Problems like anxiety and depression are what psychologists call "bio-psycho-social" in nature, meaning that they are not clearly due to any single sort of cause, but rather are affected by a wide range of causes, including physical and genetic causes, psychological causes and interpersonal and social causes. If we look at your situation (based on the short report you’ve provided), you’re dealing with a pre-existing anxiety condition and a whole lot of new stress (given the recent birth of your child).

Psychologists who study personality have described a personality trait variously known as neuroticism and emotional stability. This personality trait describes a predisposition that some people have to become anxious and depressed. People who demonstrate high-neuroticism are prone to anxiety and mood issues, while people who are low-neuroticism tend to be more laid back by nature. There is evidence to suggest that neuroticism is in large part based on inherited genetic predispositions.

Given your history of anxiety issues, I’ll venture a guess that you tend to run towards the high-neurotic end of the neuroticism spectrum. This would suggest you may be more vulnerable to the impacts of stress than some other people in the world, and that your characteristic response to stress would be anxiety or depression.

In the face of the vulnerability, you have entered into a high stress time of life. You’ve probably heard of post-partum depression. This is a form of depression that becomes a problem in the wake of giving birth. It seems to be brought on by the strong biological fluctuation associated with pregnancy and birth, and the physical ordeal (e.g., lack of sleep and nursing concerns) associated with taking care of an infant. Not all women experience this issue, but a significant enough minority do. And even in the best case scenario (with a placid, easy baby who sleeps through the night early and no nursing issues), the arrival of a new baby demolishes existing routines and reshapes family life in dramatic ways. No mother I’ve ever spoken to described caregiving for very young infants to be a walk in the park.

On top of caring for your newborn, and dealing with the hormonal issues that may have tweaked your vulnerabilities, you’re also planning a wedding. Wedding planning can be a terribly stressful activity, particularly so if you are planning a large wedding with all the trimming. So we need to add this to the stress sources you are coping with at present.

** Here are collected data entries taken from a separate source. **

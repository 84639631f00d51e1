// src/errors.rs

//! Crate-wide error taxonomy.
//!
//! Construction-time errors (`Config`, `Schema`, `TemplateBinding`,
//! `GraphConflict`, `Cycle`, `UnknownTarget`) abort the run before any task
//! executes. Execution-time errors (`MissingInput`, `TaskExecution`) are
//! scoped to the failing task and its downstream closure.

use thiserror::Error;

#[derive(Error, Debug)]
pub enum PipelineError {
    #[error("Configuration error: {0}")]
    ConfigError(String),

    #[error("Sample sheet error: {0}")]
    SchemaError(String),

    #[error("Unbound placeholder '{{{placeholder}}}' in rule '{rule}'")]
    TemplateBindingError { rule: String, placeholder: String },

    #[error("Output '{path}' is produced by both '{first}' and '{second}'")]
    GraphConflictError {
        path: String,
        first: String,
        second: String,
    },

    #[error("Cycle detected in task graph involving '{0}'")]
    CycleError(String),

    #[error("Unknown target '{name}' (available: {available})")]
    UnknownTargetError { name: String, available: String },

    #[error("Input file '{path}' required by '{task}' does not exist")]
    MissingInputError { task: String, path: String },

    #[error("Task execution failed: {0}")]
    TaskExecutionError(String),

    #[error("IO error: {0}")]
    IoError(#[from] std::io::Error),

    #[error("TOML parsing error: {0}")]
    TomlError(#[from] toml::de::Error),

    #[error(transparent)]
    Other(#[from] anyhow::Error),
}

pub use anyhow::Error;
pub type Result<T> = std::result::Result<T, PipelineError>;
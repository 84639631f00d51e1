// src/config/loader.rs

use std::fs;
use std::path::{Path, PathBuf};

use crate::config::model::{ConfigFile, RawConfigFile};
use crate::errors::Result;

/// Load a configuration file from a given path and return the raw
/// `RawConfigFile`.
///
/// This only performs TOML deserialization; it does **not** perform semantic
/// validation (sample layouts, analysis fields, budgets). Use
/// [`load_and_validate`] for that.
pub fn load_from_path(path: impl AsRef<Path>) -> Result<RawConfigFile> {
    let path = path.as_ref();
    let contents = fs::read_to_string(path)?;

    let config: RawConfigFile = toml::from_str(&contents)?;

    Ok(config)
}

/// Load a configuration file from path and run validation.
///
/// This is the recommended entry point for the rest of the application:
///
/// - Reads TOML.
/// - Applies defaults (handled by `serde` + `Default` impls).
/// - Checks for:
///   - duplicate sample names and invalid read layouts,
///   - analysis definitions referencing nothing,
///   - zero execution budgets.
///
/// Branch-selection strings (`mapper`, coverage `tool`, quantification
/// `levels`) are validated separately by [`crate::branch::resolve`], which
/// must run before any graph construction.
pub fn load_and_validate(path: impl AsRef<Path>) -> Result<ConfigFile> {
    let raw_config = load_from_path(&path)?;
    let config = ConfigFile::try_from(raw_config)?;
    Ok(config)
}

/// Helper to resolve a default config path.
pub fn default_config_path() -> PathBuf {
    PathBuf::from("seqflow.toml")
}
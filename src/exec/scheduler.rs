// src/exec/scheduler.rs

//! Per-run state machine over the pruned task graph.
//!
//! The scheduler never mutates graph topology, only per-node state. It is
//! synchronous and deterministic; the async shell in [`super::runtime`]
//! drives it with completion events.

use std::collections::HashMap;
use std::path::PathBuf;
use std::sync::Arc;
use std::time::SystemTime;

use tracing::{debug, info, warn};

use crate::errors::PipelineError;
use crate::fs::FileSystem;
use crate::graph::{Resources, TaskGraph, TaskId, TaskNode};

use super::TaskOutcome;

/// Per-run state of one task node.
#[derive(Debug, Clone, Copy, PartialEq, Eq)]
pub enum NodeState {
    /// Waiting on unfinished upstream tasks.
    Pending,
    /// All upstream tasks succeeded or were skipped; stale; awaiting budget.
    Ready,
    /// Dispatched to the executor.
    Running,
    /// All outputs exist and none is older than any input.
    Skipped,
    Succeeded,
    Failed,
    /// Terminal state of the downstream closure of a failed task.
    Cancelled,
}

impl NodeState {
    pub fn is_terminal(&self) -> bool {
        matches!(
            self,
            NodeState::Skipped | NodeState::Succeeded | NodeState::Failed | NodeState::Cancelled
        )
    }
}

/// Global resource budget shared by all running tasks.
#[derive(Debug, Clone, Copy)]
pub struct ResourceBudget {
    pub memory_mb: u64,
    pub threads: u32,
}

/// Description of a task the scheduler wants the executor to run now.
#[derive(Debug, Clone)]
pub struct ScheduledCommand {
    pub id: TaskId,
    pub label: String,
    pub cmd: String,
    pub log: PathBuf,
    pub outputs: Vec<PathBuf>,
    pub resources: Resources,
}

impl ScheduledCommand {
    fn from_node(node: &TaskNode) -> Self {
        Self {
            id: node.id,
            label: node.label(),
            cmd: node.cmd.clone(),
            log: node.log.clone(),
            outputs: node.outputs.clone(),
            resources: node.resources,
        }
    }
}

/// Structured result of a single scheduler step.
#[derive(Debug, Clone)]
pub struct SchedulerStep {
    /// Tasks admitted for execution in this step.
    pub to_dispatch: Vec<ScheduledCommand>,
    /// Labels of tasks newly failed or cancelled in this step.
    pub newly_failed: Vec<String>,
    /// Whether every task in the run is now terminal.
    pub finished: bool,
}

/// Scheduler over the pruned view of an immutable [`TaskGraph`].
#[derive(Debug)]
pub struct Scheduler {
    graph: Arc<TaskGraph>,
    fs: Arc<dyn FileSystem>,
    /// Nodes participating in this run, in stable order.
    in_run: Vec<TaskId>,
    states: HashMap<TaskId, NodeState>,
    budget: ResourceBudget,
    reserved_memory_mb: u64,
    reserved_threads: u32,
    /// Failure reasons by task, in failure order.
    failures: Vec<(TaskId, String)>,
}

impl Scheduler {
    pub fn new(
        graph: Arc<TaskGraph>,
        pruned: Vec<TaskId>,
        budget: ResourceBudget,
        fs: Arc<dyn FileSystem>,
    ) -> Self {
        let states = pruned.iter().map(|&id| (id, NodeState::Pending)).collect();
        Self {
            graph,
            fs,
            in_run: pruned,
            states,
            budget,
            reserved_memory_mb: 0,
            reserved_threads: 0,
            failures: Vec::new(),
        }
    }

    pub fn state_of(&self, id: TaskId) -> Option<NodeState> {
        self.states.get(&id).copied()
    }

    pub fn is_finished(&self) -> bool {
        self.states.values().all(|s| s.is_terminal())
    }

    pub fn any_failed(&self) -> bool {
        self.states
            .values()
            .any(|s| matches!(s, NodeState::Failed | NodeState::Cancelled))
    }

    pub fn failures(&self) -> impl Iterator<Item = (&TaskNode, &str)> {
        self.failures
            .iter()
            .map(|(id, reason)| (self.graph.node(*id), reason.as_str()))
    }

    /// Labels of in-run tasks currently in the given state.
    pub fn labels_in_state(&self, state: NodeState) -> Vec<String> {
        self.in_run
            .iter()
            .filter(|id| self.states.get(id) == Some(&state))
            .map(|&id| self.graph.node(id).label())
            .collect()
    }

    /// Initial step: evaluate staleness for dependency-free tasks and admit
    /// what fits in the budget.
    pub fn start(&mut self) -> SchedulerStep {
        info!(
            tasks = self.in_run.len(),
            memory_mb = self.budget.memory_mb,
            threads = self.budget.threads,
            "starting run"
        );
        let newly_failed = self.promote_ready();
        let to_dispatch = self.admit();
        SchedulerStep {
            to_dispatch,
            newly_failed,
            finished: self.is_finished(),
        }
    }

    /// Handle completion of a running task.
    pub fn handle_completion(&mut self, id: TaskId, outcome: TaskOutcome) -> SchedulerStep {
        let node = self.graph.node(id);

        match self.states.get(&id) {
            Some(NodeState::Running) => {}
            other => {
                warn!(task = %node.label(), state = ?other, "completion for task that is not running; ignoring");
                return SchedulerStep {
                    to_dispatch: Vec::new(),
                    newly_failed: Vec::new(),
                    finished: self.is_finished(),
                };
            }
        }

        // Release the reservation regardless of outcome.
        self.reserved_memory_mb -= node.resources.memory_mb;
        self.reserved_threads -= node.resources.threads;

        let mut newly_failed = Vec::new();

        match outcome {
            TaskOutcome::Success => {
                debug!(task = %node.label(), "task completed successfully");
                self.states.insert(id, NodeState::Succeeded);
            }
            TaskOutcome::Failed(failure) => {
                warn!(task = %node.label(), error = %failure, "task failed; cancelling downstream tasks");
                self.states.insert(id, NodeState::Failed);
                self.failures.push((id, failure.to_string()));
                newly_failed.push(node.label());
                newly_failed.extend(self.cancel_downstream(id));
            }
        }

        newly_failed.extend(self.promote_ready());
        let to_dispatch = self.admit();

        SchedulerStep {
            to_dispatch,
            newly_failed,
            finished: self.is_finished(),
        }
    }

    /// Move every `Pending` task whose upstream is settled to `Ready`,
    /// `Skipped`, or `Failed` (missing leaf input). Skipping can unblock
    /// further tasks, so this loops to a fixpoint.
    fn promote_ready(&mut self) -> Vec<String> {
        let mut newly_failed = Vec::new();

        loop {
            let mut changed = false;

            for &id in self.in_run.clone().iter() {
                if self.states.get(&id) != Some(&NodeState::Pending) {
                    continue;
                }
                let node = self.graph.node(id);
                if !self.deps_settled(node) {
                    continue;
                }

                if !self.is_stale(node) {
                    debug!(task = %node.label(), "outputs up to date; skipping");
                    self.states.insert(id, NodeState::Skipped);
                    changed = true;
                    continue;
                }

                if let Some(missing) = self.missing_leaf_input(node) {
                    let err = PipelineError::MissingInputError {
                        task: node.label(),
                        path: missing.display().to_string(),
                    };
                    warn!(task = %node.label(), error = %err, "cannot run task");
                    self.states.insert(id, NodeState::Failed);
                    self.failures.push((id, err.to_string()));
                    newly_failed.push(node.label());
                    newly_failed.extend(self.cancel_downstream(id));
                    changed = true;
                    continue;
                }

                // A reservation larger than the whole budget can never be
                // admitted, so the task fails now instead of waiting forever.
                if node.resources.memory_mb > self.budget.memory_mb
                    || node.resources.threads > self.budget.threads
                {
                    let err = PipelineError::ConfigError(format!(
                        "task '{}' reserves {} MB / {} thread(s), more than the total budget of {} MB / {} thread(s)",
                        node.label(),
                        node.resources.memory_mb,
                        node.resources.threads,
                        self.budget.memory_mb,
                        self.budget.threads
                    ));
                    warn!(task = %node.label(), error = %err, "task can never fit the budget");
                    self.states.insert(id, NodeState::Failed);
                    self.failures.push((id, err.to_string()));
                    newly_failed.push(node.label());
                    newly_failed.extend(self.cancel_downstream(id));
                    changed = true;
                    continue;
                }

                debug!(task = %node.label(), "dependencies satisfied; task is ready");
                self.states.insert(id, NodeState::Ready);
                changed = true;
            }

            if !changed {
                break;
            }
        }

        newly_failed
    }

    /// Whether every upstream task has reached `Succeeded` or `Skipped`.
    fn deps_settled(&self, node: &TaskNode) -> bool {
        node.deps.iter().all(|dep| {
            matches!(
                self.states.get(dep),
                Some(NodeState::Succeeded) | Some(NodeState::Skipped) | None
            )
        })
    }

    /// A task is stale if any declared output is missing, or any output is
    /// older than any input.
    fn is_stale(&self, node: &TaskNode) -> bool {
        let mut oldest_output: Option<SystemTime> = None;
        for output in node.outputs.iter() {
            if !self.fs.exists(output) {
                return true;
            }
            match self.fs.mtime(output) {
                Ok(mtime) => {
                    oldest_output =
                        Some(oldest_output.map_or(mtime, |current| current.min(mtime)));
                }
                Err(_) => return true,
            }
        }

        let Some(oldest_output) = oldest_output else {
            // No declared outputs; nothing to be stale against.
            return false;
        };

        for input in node.inputs.iter() {
            match self.fs.mtime(input) {
                Ok(input_mtime) if input_mtime > oldest_output => return true,
                Ok(_) => {}
                // Missing input with fresh outputs: the task must run, and
                // the leaf-input check decides whether it can.
                Err(_) => return true,
            }
        }

        false
    }

    /// First leaf input (no producer in the graph) absent from disk, if any.
    fn missing_leaf_input<'a>(&self, node: &'a TaskNode) -> Option<&'a PathBuf> {
        node.inputs
            .iter()
            .find(|input| self.graph.producer_of(input).is_none() && !self.fs.exists(input))
    }

    /// Cancel the in-run downstream closure of a failed task. Returns the
    /// labels of newly cancelled tasks.
    fn cancel_downstream(&mut self, id: TaskId) -> Vec<String> {
        let mut cancelled = Vec::new();

        for downstream in self.graph.downstream_of(id) {
            match self.states.get(&downstream) {
                Some(state) if !state.is_terminal() => {
                    debug!(
                        task = %self.graph.node(downstream).label(),
                        "cancelled due to upstream failure"
                    );
                    self.states.insert(downstream, NodeState::Cancelled);
                    cancelled.push(self.graph.node(downstream).label());
                }
                _ => {}
            }
        }

        cancelled
    }

    /// Admit ready tasks under the global budget.
    ///
    /// Greedy policy: tasks unblocking the most pending downstream work go
    /// first, with larger reservations winning ties so big tasks are not
    /// starved by fragmentation.
    fn admit(&mut self) -> Vec<ScheduledCommand> {
        let mut candidates: Vec<TaskId> = self
            .in_run
            .iter()
            .copied()
            .filter(|id| self.states.get(id) == Some(&NodeState::Ready))
            .collect();

        candidates.sort_by_key(|&id| {
            let node = self.graph.node(id);
            (
                std::cmp::Reverse(self.pending_downstream_count(id)),
                std::cmp::Reverse(node.resources.memory_mb),
                std::cmp::Reverse(node.resources.threads),
                id,
            )
        });

        let mut admitted = Vec::new();
        for id in candidates {
            let node = self.graph.node(id);
            let fits = self.reserved_memory_mb + node.resources.memory_mb
                <= self.budget.memory_mb
                && self.reserved_threads + node.resources.threads <= self.budget.threads;
            if !fits {
                continue;
            }

            self.reserved_memory_mb += node.resources.memory_mb;
            self.reserved_threads += node.resources.threads;
            self.states.insert(id, NodeState::Running);
            info!(
                task = %node.label(),
                memory_mb = node.resources.memory_mb,
                threads = node.resources.threads,
                "admitting task"
            );
            admitted.push(ScheduledCommand::from_node(node));
        }

        admitted
    }

    /// Number of in-run downstream tasks still pending behind this one.
    fn pending_downstream_count(&self, id: TaskId) -> usize {
        self.graph
            .downstream_of(id)
            .into_iter()
            .filter(|d| self.states.get(d) == Some(&NodeState::Pending))
            .count()
    }
}
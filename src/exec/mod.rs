// src/exec/mod.rs

//! Scheduling and process execution layer.
//!
//! - [`scheduler`] is the pure per-run state machine: staleness checks,
//!   resource-budget admission, failure propagation. No IO beyond the
//!   injected [`crate::fs::FileSystem`] view.
//! - [`runtime`] is the async shell that feeds completion events into the
//!   scheduler and dispatches admitted tasks.
//! - [`backend`] provides the `ExecutorBackend` trait and the concrete
//!   `RealExecutorBackend` used in production; tests can substitute a fake
//!   implementation.
//! - [`task_runner`] runs a single task process and verifies its declared
//!   outputs.

pub mod backend;
pub mod runtime;
pub mod scheduler;
pub mod task_runner;

use std::path::PathBuf;

use crate::graph::TaskId;

pub use backend::{ExecutorBackend, RealExecutorBackend};
pub use runtime::{RunSummary, Runtime};
pub use scheduler::{NodeState, ResourceBudget, ScheduledCommand, Scheduler, SchedulerStep};

/// Why a task process counts as failed.
#[derive(Debug, Clone, PartialEq, Eq)]
pub enum TaskFailure {
    /// The process could not be started.
    Spawn(String),
    /// The process exited with a non-zero status.
    NonZeroExit(i32),
    /// The process exited zero but a declared output does not exist.
    MissingOutput(PathBuf),
}

impl std::fmt::Display for TaskFailure {
    fn fmt(&self, f: &mut std::fmt::Formatter<'_>) -> std::fmt::Result {
        match self {
            TaskFailure::Spawn(err) => write!(f, "failed to spawn process: {err}"),
            TaskFailure::NonZeroExit(code) => write!(f, "exited with status {code}"),
            TaskFailure::MissingOutput(path) => {
                write!(f, "declared output '{}' was not produced", path.display())
            }
        }
    }
}

/// Outcome of a task process for the scheduler.
#[derive(Debug, Clone, PartialEq, Eq)]
pub enum TaskOutcome {
    Success,
    Failed(TaskFailure),
}

/// Events flowing into the runtime from the executor.
#[derive(Debug, Clone)]
pub enum RuntimeEvent {
    /// A task process finished with a concrete outcome.
    TaskCompleted { id: TaskId, outcome: TaskOutcome },
    /// Graceful shutdown requested (e.g. Ctrl-C).
    ShutdownRequested,
}
// src/graph/targets.rs

//! Target groups and target resolution.
//!
//! The catalog is built once from the layout and branch selection and read
//! only afterwards. Resolution flattens the requested groups into a single
//! deduplicated file list (idempotent), appends the fixed annotations
//! archive, and prunes the graph to the producers of that list.

use std::collections::HashSet;
use std::path::PathBuf;

use tracing::debug;

use crate::analysis::AnalysisSpec;
use crate::branch::{BranchSelection, QuantLevel};
use crate::errors::{PipelineError, Result};
use crate::graph::builder::TaskGraph;
use crate::graph::catalog::Layout;
use crate::graph::node::TaskId;
use crate::samples::SampleRegistry;

/// Name of the group built when the user requests nothing.
pub const DEFAULT_TARGET: &str = "final-report";

/// Pseudo-target that lists all groups and produces no files of its own.
pub const HELP_TARGET: &str = "help";

/// A named, user-selectable bundle of required output files.
#[derive(Debug, Clone)]
pub struct TargetGroup {
    pub name: String,
    pub description: String,
    pub files: Vec<PathBuf>,
}

/// Ordered, immutable catalog of all target groups for one branch selection.
#[derive(Debug)]
pub struct TargetCatalog {
    groups: Vec<TargetGroup>,
}

impl TargetCatalog {
    pub fn build(
        layout: &Layout,
        branches: &BranchSelection,
        samples: &SampleRegistry,
        analyses: &[AnalysisSpec],
    ) -> Self {
        let mapper = layout.mapper().as_str();

        let coverage_files: Vec<PathBuf> = samples
            .names()
            .flat_map(|name| layout.coverage_files(name))
            .map(PathBuf::from)
            .collect();

        let mut salmon_counts_files: Vec<PathBuf> = Vec::new();
        for level in branches.quant.iter().copied() {
            salmon_counts_files.push(PathBuf::from(layout.salmon_raw_counts(level)));
        }
        for level in branches.quant.iter().copied() {
            salmon_counts_files.push(PathBuf::from(layout.salmon_tpm_counts(level)));
        }

        // Per-analysis report bundles; empty when no analyses are configured.
        let mapper_reports: Vec<PathBuf> = if analyses.is_empty() {
            Vec::new()
        } else {
            analyses
                .iter()
                .map(|a| PathBuf::from(layout.mapper_report_html(&a.name)))
                .chain([PathBuf::from(layout.mapper_collated_results())])
                .collect()
        };
        let salmon_reports = |level: QuantLevel| -> Vec<PathBuf> {
            if analyses.is_empty() || !branches.quantifies(level) {
                return Vec::new();
            }
            analyses
                .iter()
                .map(|a| PathBuf::from(layout.salmon_report_html(&a.name, level)))
                .chain([PathBuf::from(layout.salmon_collated_results(level))])
                .collect()
        };
        let salmon_transcript_reports = salmon_reports(QuantLevel::Transcripts);
        let salmon_gene_reports = salmon_reports(QuantLevel::Genes);

        let mut final_report: Vec<PathBuf> = vec![
            PathBuf::from(layout.annotation_stats()),
            PathBuf::from(layout.multiqc_report()),
        ];
        final_report.extend(salmon_counts_files.iter().cloned());
        final_report.push(PathBuf::from(layout.mapper_counts()));
        final_report.push(PathBuf::from(layout.mapper_norm_counts()));
        final_report.push(PathBuf::from(layout.mapper_size_factors()));
        final_report.extend(coverage_files.iter().cloned());
        final_report.extend(mapper_reports.iter().cloned());
        final_report.extend(salmon_transcript_reports.iter().cloned());
        final_report.extend(salmon_gene_reports.iter().cloned());

        let mut groups = vec![
            TargetGroup {
                name: HELP_TARGET.to_string(),
                description: "Print all target groups and their descriptions.".to_string(),
                files: Vec::new(),
            },
            TargetGroup {
                name: DEFAULT_TARGET.to_string(),
                description: "Produce a comprehensive report. This is the default target."
                    .to_string(),
                files: final_report,
            },
            TargetGroup {
                name: format!("{mapper}_map"),
                description: format!("Produce {mapper} mapping results in BAM file format."),
                files: samples.names().map(|n| PathBuf::from(layout.bam(n))).collect(),
            },
            TargetGroup {
                name: format!("{mapper}_counts"),
                description: format!("Get count matrix from {mapper} mapping results."),
                files: vec![PathBuf::from(layout.mapper_counts())],
            },
            TargetGroup {
                name: "genome_coverage".to_string(),
                description: "Compute genome coverage values from BAM files, in bigwig format."
                    .to_string(),
                files: coverage_files,
            },
            TargetGroup {
                name: "salmon_index".to_string(),
                description: "Create SALMON index file.".to_string(),
                files: vec![PathBuf::from(layout.salmon_index_marker())],
            },
            TargetGroup {
                name: "salmon_quant".to_string(),
                description: "Calculate read counts per transcript using SALMON.".to_string(),
                files: samples
                    .names()
                    .map(|n| PathBuf::from(layout.quant_sf(n)))
                    .chain(samples.names().map(|n| PathBuf::from(layout.quant_genes_sf(n))))
                    .collect(),
            },
            TargetGroup {
                name: "salmon_counts".to_string(),
                description: "Get count matrix from SALMON quant.".to_string(),
                files: salmon_counts_files,
            },
            TargetGroup {
                name: "multiqc".to_string(),
                description: "Get multiQC report based on alignments and QC reports.".to_string(),
                files: vec![PathBuf::from(layout.multiqc_report())],
            },
            TargetGroup {
                name: format!("deseq_report_{mapper}"),
                description: format!(
                    "Produce one HTML report for each analysis based on {mapper} results."
                ),
                files: mapper_reports,
            },
            TargetGroup {
                name: "deseq_report_salmon_transcripts".to_string(),
                description:
                    "Produce one HTML report for each analysis based on SALMON results at transcript level."
                        .to_string(),
                files: salmon_transcript_reports,
            },
            TargetGroup {
                name: "deseq_report_salmon_genes".to_string(),
                description:
                    "Produce one HTML report for each analysis based on SALMON results at gene level."
                        .to_string(),
                files: salmon_gene_reports,
            },
        ];

        groups.sort_by(|a, b| a.name.cmp(&b.name));
        Self { groups }
    }

    pub fn iter(&self) -> impl Iterator<Item = &TargetGroup> {
        self.groups.iter()
    }

    pub fn get(&self, name: &str) -> Option<&TargetGroup> {
        self.groups.iter().find(|g| g.name == name)
    }

    fn available(&self) -> String {
        self.groups
            .iter()
            .map(|g| g.name.as_str())
            .collect::<Vec<_>>()
            .join(", ")
    }
}

/// Flatten the requested groups into the required-file set.
///
/// The result is deduplicated while preserving first-occurrence order, and
/// always ends with the annotations archive regardless of selection.
pub fn required_files(
    catalog: &TargetCatalog,
    requested: &[String],
    layout: &Layout,
) -> Result<Vec<PathBuf>> {
    let mut seen: HashSet<PathBuf> = HashSet::new();
    let mut files: Vec<PathBuf> = Vec::new();

    for name in requested {
        let group = catalog
            .get(name)
            .ok_or_else(|| PipelineError::UnknownTargetError {
                name: name.clone(),
                available: catalog.available(),
            })?;
        for file in group.files.iter() {
            if seen.insert(file.clone()) {
                files.push(file.clone());
            }
        }
    }

    let archive = PathBuf::from(layout.annotations_archive());
    if seen.insert(archive.clone()) {
        files.push(archive);
    }

    Ok(files)
}

/// Transitive closure of tasks needed to produce every required file.
///
/// Required files without a producer are external inputs and contribute no
/// tasks. The returned IDs are sorted and deduplicated.
pub fn prune(graph: &TaskGraph, required: &[PathBuf]) -> Vec<TaskId> {
    let mut stack: Vec<TaskId> = required
        .iter()
        .filter_map(|file| graph.producer_of(file))
        .collect();
    let mut keep: HashSet<TaskId> = HashSet::new();

    while let Some(id) = stack.pop() {
        if !keep.insert(id) {
            continue;
        }
        stack.extend(graph.node(id).deps.iter().copied());
    }

    let mut kept: Vec<TaskId> = keep.into_iter().collect();
    kept.sort_unstable();

    debug!(
        required = required.len(),
        kept = kept.len(),
        total = graph.len(),
        "pruned task graph to requested targets"
    );

    kept
}
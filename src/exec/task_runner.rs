// src/exec/task_runner.rs

//! Individual task process runner.

use std::fs::OpenOptions;
use std::process::Stdio;

use anyhow::{Context, Result};
use tokio::process::Command;
use tokio::sync::mpsc;
use tracing::{error, info};

use crate::exec::scheduler::ScheduledCommand;
use crate::exec::{RuntimeEvent, TaskFailure, TaskOutcome};

/// Run a single task process to completion and emit a `TaskCompleted` event.
///
/// Stdout and stderr both go to the task's log file, appended so repeated
/// attempts accumulate in one place. A zero exit status only counts as
/// success when every declared output exists afterwards.
pub async fn run_task(command: ScheduledCommand, runtime_tx: mpsc::Sender<RuntimeEvent>) {
    let id = command.id;
    let label = command.label.clone();

    let outcome = match run_task_inner(command).await {
        Ok(outcome) => outcome,
        Err(err) => {
            error!(task = %label, error = %err, "task execution error");
            TaskOutcome::Failed(TaskFailure::Spawn(err.to_string()))
        }
    };

    let _ = runtime_tx
        .send(RuntimeEvent::TaskCompleted { id, outcome })
        .await;
}

async fn run_task_inner(command: ScheduledCommand) -> Result<TaskOutcome> {
    info!(
        task = %command.label,
        cmd = %command.cmd,
        log = %command.log.display(),
        "starting task process"
    );

    for output in command.outputs.iter() {
        if let Some(parent) = output.parent() {
            std::fs::create_dir_all(parent)
                .with_context(|| format!("creating output directory '{}'", parent.display()))?;
        }
    }
    if let Some(parent) = command.log.parent() {
        std::fs::create_dir_all(parent)
            .with_context(|| format!("creating log directory '{}'", parent.display()))?;
    }

    let log_file = OpenOptions::new()
        .create(true)
        .append(true)
        .open(&command.log)
        .with_context(|| format!("opening log file '{}'", command.log.display()))?;
    let log_for_stderr = log_file
        .try_clone()
        .with_context(|| format!("cloning log handle for '{}'", command.log.display()))?;

    let mut cmd = if cfg!(windows) {
        let mut c = Command::new("cmd");
        c.arg("/C").arg(&command.cmd);
        c
    } else {
        let mut c = Command::new("sh");
        c.arg("-c").arg(&command.cmd);
        c
    };

    cmd.stdout(Stdio::from(log_file))
        .stderr(Stdio::from(log_for_stderr))
        .kill_on_drop(true);

    let mut child = match cmd.spawn() {
        Ok(child) => child,
        Err(err) => {
            return Ok(TaskOutcome::Failed(TaskFailure::Spawn(err.to_string())));
        }
    };

    let status = child
        .wait()
        .await
        .with_context(|| format!("waiting for process of task '{}'", command.label))?;

    if !status.success() {
        let code = status.code().unwrap_or(-1);
        info!(task = %command.label, exit_code = code, "task process failed");
        return Ok(TaskOutcome::Failed(TaskFailure::NonZeroExit(code)));
    }

    for output in command.outputs.iter() {
        if !output.exists() {
            return Ok(TaskOutcome::Failed(TaskFailure::MissingOutput(
                output.clone(),
            )));
        }
    }

    info!(task = %command.label, "task process exited successfully");
    Ok(TaskOutcome::Success)
}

All of this is to say that you are probably not "going crazy" (whatever that means), but that you probably are more vulnerable than many others to developing anxiety and depression problems in the first place, and that you are under enough stress now to activate those existing vulnerabilities. Perhaps a good way to think about what is happening to you is that you’re in the middle of a "flare up" sort of like some people get with acne, or Lupus or MS, only this particular flare up has to do with your emotions. Mental Health professionals tend to call this sort of thing an "Adjustment Disorder", although it is not clear that is what you are dealing with specifically.  Only your personal doctor can make a diagnosis that is meaningful and valid. 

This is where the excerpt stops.